The doctor swung around to stare down at Nikola. “Jesus santisimo! Elfhome dogs can talk?”
The nurse carefully eyed Nikola. “It’s not a real dog. It’s one of those new very realistic nanny robots.”
“Perfect!” the doctor cried. “If it’s from Earth, it probably can translate for us.”
Louise winced. Nikola had never had to lie before. She wasn’t sure he knew how. He shrunk back with a whimper as everyone in the room focused on him.
The doctor crouched down to Nikola’s level. “Hey boy, do you speak English?”

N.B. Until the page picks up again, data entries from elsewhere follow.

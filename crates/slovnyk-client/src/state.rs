//! Exchange state machine -- one instance per `send_command` call.
//!
//! Idle → Connecting → Sending → Receiving → Done, with Failed reachable
//! from every state but Done and leading back into Connecting or Sending on
//! the next attempt. Every transition is logged.

#[derive(Debug, Clone, Copy, PartialEq, Eq)]
pub enum ExchangeState {
    Idle,
    Connecting,
    Sending,
    Receiving,
    Failed,
    Done,
}

impl ExchangeState {
    pub fn name(&self) -> &'static str {
        match self {
            ExchangeState::Idle => "idle",
            ExchangeState::Connecting => "connecting",
            ExchangeState::Sending => "sending",
            ExchangeState::Receiving => "receiving",
            ExchangeState::Failed => "failed",
            ExchangeState::Done => "done",
        }
    }

    pub fn is_terminal(&self) -> bool {
        matches!(self, ExchangeState::Done)
    }

    /// Whether `next` is a legal successor of `self`.
    pub fn can_advance(&self, next: ExchangeState) -> bool {
        use ExchangeState::*;
        matches!(
            (self, next),
            (Idle | Failed, Connecting)
                | (Idle | Failed | Connecting, Sending)
                | (Idle | Failed | Connecting | Sending | Receiving, Failed)
                | (Sending, Receiving)
                | (Receiving, Done)
        )
    }
}

/// Tracks the progress of a single request across its attempts.
#[derive(Debug)]
pub struct Exchange {
    verb: String,
    state: ExchangeState,
    attempt: u32,
    history: Vec<ExchangeState>,
}

impl Exchange {
    pub fn new(verb: impl Into<String>) -> Self {
        Self {
            verb: verb.into(),
            state: ExchangeState::Idle,
            attempt: 0,
            history: vec![ExchangeState::Idle],
        }
    }

    pub fn state(&self) -> ExchangeState {
        self.state
    }

    pub fn attempt(&self) -> u32 {
        self.attempt
    }

    /// States visited so far, in order.
    pub fn history(&self) -> &[ExchangeState] {
        &self.history
    }

    pub fn begin_attempt(&mut self, attempt: u32) {
        self.attempt = attempt;
    }

    pub fn advance(&mut self, next: ExchangeState) {
        if !self.state.can_advance(next) {
            tracing::warn!(
                verb = %self.verb,
                attempt = self.attempt,
                from = self.state.name(),
                to = next.name(),
                "unexpected exchange transition"
            );
        }
        tracing::debug!(
            verb = %self.verb,
            attempt = self.attempt,
            from = self.state.name(),
            to = next.name(),
            "exchange transition"
        );
        self.state = next;
        self.history.push(next);
    }
}
impl ParameterSpace {
    pub fn new() -> Self {
        Self {
            base: ScenarioParams::default(),
            floor_counts: vec![],
            elevators_per_bank: vec![],
            elevator_capacities: vec![],
            num_persons: vec![],
            dispatch_algorithms: vec![],
            call_strategies: vec![],
            simulation_duration_hours: vec![],
        }
    }

    /// Create a new parameter space for grid search.
    pub fn grid() -> Self {
        Self::new()
    }

    /// Set floor counts to explore.
    pub fn floor_count(mut self, counts: Vec<usize>) -> Self {
        self.floor_counts = counts;
        self
    }

    /// Set elevators-per-bank values to explore.
    pub fn elevators_per_bank(mut self, counts: Vec<usize>) -> Self {
        self.elevators_per_bank = counts;
        self
    }

    /// Set elevator capacities to explore.
    pub fn elevator_capacity(mut self, capacities: Vec<usize>) -> Self {
        self.elevator_capacities = capacities;
        self
    }

    /// Set person counts to explore.
    pub fn num_persons(mut self, counts: Vec<usize>) -> Self {
        self.num_persons = counts;
        self
    }

    /// Set dispatch algorithms to explore.
    pub fn dispatch_algorithm(mut self, kinds: Vec<DispatchAlgorithmKind>) -> Self {
        self.dispatch_algorithms = kinds;
        self
    }

    /// Set call strategies to explore.
    pub fn call_strategy(mut self, kinds: Vec<CallStrategyKind>) -> Self {
        self.call_strategies = kinds;
        self
    }

    /// Set simulation duration (in hours past the schedule window) values to explore.
    pub fn simulation_duration_hours(mut self, durations: Vec<Option<u64>>) -> Self {
        self.simulation_duration_hours = durations;
        self
    }

    /// Set base parameters (used as defaults).
    pub fn with_base(mut self, base: ScenarioParams) -> Self {
        self.base = base;
        self
    }

    fn params_from_combination(&self, combo: &ParameterCombination) -> ScenarioParams {
        let mut params = self.base.clone();
        params.floor_count = combo.floor_count;
        params.elevators_per_bank = combo.elevators_per_bank;
        params.elevator_capacity = combo.elevator_capacity;
        params.num_persons = combo.num_persons;
        params.dispatch_algorithm = combo.dispatch_algorithm;
        params.call_strategy = combo.call_strategy;

        if let Some(duration_hours) = combo.simulation_duration_hours {
            // End time = schedule window + duration, leaving room for rides to finish
            let end_time_ms = params
                .schedule_window_ms
                .saturating_add(duration_hours * 60 * 60 * 1000);
            params.simulation_end_time_ms = Some(end_time_ms);
        }

        params
    }

    /// Generate all parameter sets using grid search (Cartesian product).
    ///
    /// Dimensions not given explicit values fall back to the base
    /// configuration.
    pub fn generate(&self) -> Vec<ParameterSet> {
        let variations = ParameterVariations::from_space(self);

        variations
            .generate_combinations()
            .enumerate()
            .map(|(experiment_id, combo)| {
                let params = self.params_from_combination(&combo);
                let seed = (experiment_id as u64).wrapping_mul(0x9e37_79b9);
                ParameterSet::new(params, format!("exp_{}", experiment_id), 0, seed)
            })
            .collect()
    }

    /// Generate random parameter sets (Monte Carlo sampling).
    ///
    /// Samples `count` distinct parameter sets from the defined space.
    /// Duplicate combinations are re-drawn until `count` unique sets exist
    /// or the attempt limit is reached.
    pub fn sample_random(&self, count: usize, seed: u64) -> Vec<ParameterSet> {
        use rand::rngs::StdRng;
        use rand::{Rng, SeedableRng};

        fn pick<T: Copy, R: Rng>(rng: &mut R, values: &[T], fallback: T) -> T {
            if values.is_empty() {
                fallback
            } else {
                values[rng.gen_range(0..values.len())]
            }
        }

        let mut rng = StdRng::seed_from_u64(seed);
        let mut parameter_sets = Vec::new();
        let mut seen = HashSet::new();
        let mut attempts = 0;
        const MAX_ATTEMPTS: usize = 10_000;

        while parameter_sets.len() < count && attempts < MAX_ATTEMPTS {
            attempts += 1;

            let combo = ParameterCombination {
                floor_count: pick(&mut rng, &self.floor_counts, self.base.floor_count),
                elevators_per_bank: pick(
                    &mut rng,
                    &self.elevators_per_bank,
                    self.base.elevators_per_bank,
                ),
                elevator_capacity: pick(
                    &mut rng,
                    &self.elevator_capacities,
                    self.base.elevator_capacity,
                ),
                num_persons: pick(&mut rng, &self.num_persons, self.base.num_persons),
                dispatch_algorithm: pick(
                    &mut rng,
                    &self.dispatch_algorithms,
                    self.base.dispatch_algorithm,
                ),
                call_strategy: pick(&mut rng, &self.call_strategies, self.base.call_strategy),
                simulation_duration_hours: pick(
                    &mut rng,
                    &self.simulation_duration_hours,
                    None,
                ),
            };
            let params = self.params_from_combination(&combo);

            let param_hash = format!("{:?}", params);
            if seen.contains(&param_hash) {
                continue;
            }
            seen.insert(param_hash);

            let seed_value = seed
                .wrapping_add(parameter_sets.len() as u64)
                .wrapping_mul(0x9e37_79b9);
            parameter_sets.push(ParameterSet::new(
                params,
                format!("random_{}", parameter_sets.len()),
                0,
                seed_value,
            ));
        }

        parameter_sets
    }
}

Nikola whimpered again and looked to the twins and then looked at the doctor and then back to the twins.
“Dog, what’s your name?” The doctor said.
“Konnichiwa.” Nikola slowly stumbled over the Japanese, using his deep male samurai voice. “Boku wa Akita da.”
Strictly speaking, he was an Akita.
The doctor sighed and scrubbed his face. “Okay, we need a translator here as soon as possible and a child advocate. The fibula is fractured and this bruise has a tread pattern on it. Someone stomped on his leg to break it. If I remember my history correctly, the treaty forbids children from being removed from Elfhome, so I’m thinking that someone might be slave-trading them.”
He wasn’t that far from wrong.
* * *
Luckily the hospital didn’t have a translation device equipped to handle Elvish. They cycled a dozen human languages past the twins, three of which they were fluent in, but they pretended not to understand. The child advocate arrived and signed release forms so that Crow Boy could be X-ray and MRI scanned. The test results triggered a phone call to the city zoo to summon a vet.
“This is so wild!” The vet murmured as the adults all eyed the test results.
Dr. Harmeling shook his head. “I’m not sure what the girls are—their vitals are fine so we don’t really have a reason to test them—but he’s definitely not human.”
“Yes, I agree,” the vet said. “His anatomy is very birdlike. His bones are hollow and thin-walled but dense. These masses resemble a crop, a gizzard and these look like the air sacs that play an important part in respiration in birds. These bony hooks on the ribs support the anchorage of the muscles that move the wings. He has three toes in front and one in back, not five facing forward. These are claws on his toes, not nails. It’s just mind-blowing.”
“That said,” the vet added, “he’s displaying a lot more understanding of his situation and surrounding than any animal I’ve worked with, and that includes gorillas. I believe he’s equal to human in intelligence. I don’t think he’s an elf, but what do I know about elves?”
“What does anyone know? We’ll just put him down as a black-winged elf.” Dr. Harmeling tapped the MRI of Crow Boy’s leg. “Some bastard deliberately broke this boy’s leg. All these knife cuts on the arm? This is clearly torture.”
“Setting bird bones is similar to a mammal but occasionally it is harder to keep the thinner bones lined up. We’ll have to take x-rays after the cast is on to make sure nothing shifted after we set it.”
“Think we can give him anything for pain? We’ll need to get these leg muscles to relax to line the bones up.”
“There are some things that we use in birds that are also used with humans. What I tend to use with birds is inhalant anesthesia. It’s pretty safe. As you know, it is gotten out of the system by breathing, so you can wake the birds up pretty quickly.”
* * *
A police officer arrived armed with a machine translator. Apparently the New York police department had to deal daily with people speaking one of the nearly seven thousand different languages on Earth. He was unruffled at the prospect of interviewing victims in Elvish.
The wings, though, freaked him.
“He’s definitely half-bird,” Doctor Harmeling stated after he reassured them that the wings were attached via bones and muscles and not just some clever costume. “He’s not from Earth. They seem to be communicating in Elvish. At least, my staff has picked up a handful of words that they recognize from some videos.”